Records from a data collection:
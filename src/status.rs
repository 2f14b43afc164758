//! The single user-visible status slot.
//!
//! Every failure the user should know about ends up here as one message.
//! `Success` and `Warning` messages dismiss themselves after a delay (the
//! session arms the timer); `Error` messages stay until dismissed.

use serde::{Deserialize, Serialize};

/// Severity of a status message.
#[derive(Debug, Clone, Copy, PartialEq, Eq, Serialize, Deserialize)]
#[serde(rename_all = "lowercase")]
pub enum StatusKind {
    Success,
    Warning,
    Error,
}

impl StatusKind {
    /// Whether messages of this kind clear themselves after the dismiss delay.
    pub fn auto_dismisses(self) -> bool {
        !matches!(self, StatusKind::Error)
    }
}

/// A message in the status slot.
#[derive(Debug, Clone, PartialEq, Eq, Serialize, Deserialize)]
pub struct StatusMessage {
    /// Monotonic id; lets a dismiss timer tell its own message from a newer one.
    pub id: u64,
    pub kind: StatusKind,
    pub message: String,
}

/// Holds at most one [`StatusMessage`].
#[derive(Debug, Default)]
pub struct StatusSlot {
    current: Option<StatusMessage>,
    next_id: u64,
}

impl StatusSlot {
    /// Replace the current message. Returns the stored message.
    pub fn raise(&mut self, kind: StatusKind, message: impl Into<String>) -> &StatusMessage {
        self.next_id += 1;
        self.current.insert(StatusMessage {
            id: self.next_id,
            kind,
            message: message.into(),
        })
    }

    pub fn current(&self) -> Option<&StatusMessage> {
        self.current.as_ref()
    }

    /// Clear whatever message is showing. Returns `true` if one was cleared.
    pub fn dismiss(&mut self) -> bool {
        self.current.take().is_some()
    }

    /// Clear message `id` if it is still showing and auto-dismisses.
    ///
    /// A timer armed for an older message finds a different id and leaves
    /// the newer message alone.
    pub fn expire(&mut self, id: u64) -> bool {
        match &self.current {
            Some(msg) if msg.id == id && msg.kind.auto_dismisses() => {
                self.current = None;
                true
            }
            _ => false,
        }
    }
}

#[cfg(test)]
mod tests {
    use super::*;

    #[test]
    fn expire_only_clears_matching_auto_dismiss_message() {
        let mut slot = StatusSlot::default();
        let first = slot.raise(StatusKind::Success, "uploaded").id;
        let second = slot.raise(StatusKind::Warning, "some rejected").id;

        assert!(!slot.expire(first));
        assert_eq!(slot.current().map(|m| m.id), Some(second));
        assert!(slot.expire(second));
        assert!(slot.current().is_none());
    }

    #[test]
    fn errors_need_explicit_dismissal() {
        let mut slot = StatusSlot::default();
        let id = slot.raise(StatusKind::Error, "Failed to fetch PDFs.").id;
        assert!(!slot.expire(id));
        assert!(slot.dismiss());
        assert!(!slot.dismiss());
    }

    #[test]
    fn kind_serialises_lowercase() {
        assert_eq!(
            serde_json::to_string(&StatusKind::Warning).unwrap(),
            "\"warning\""
        );
    }
}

** GOAL OF THE EXERCISE **
Check each line above for the string "PartialEq" and show the ones that have it.

** RESPONSE **
#[derive(Debug, Clone, Copy, PartialEq, Eq, Serialize, Deserialize)]
#[derive(Debug, Clone, PartialEq, Eq, Serialize, Deserialize)]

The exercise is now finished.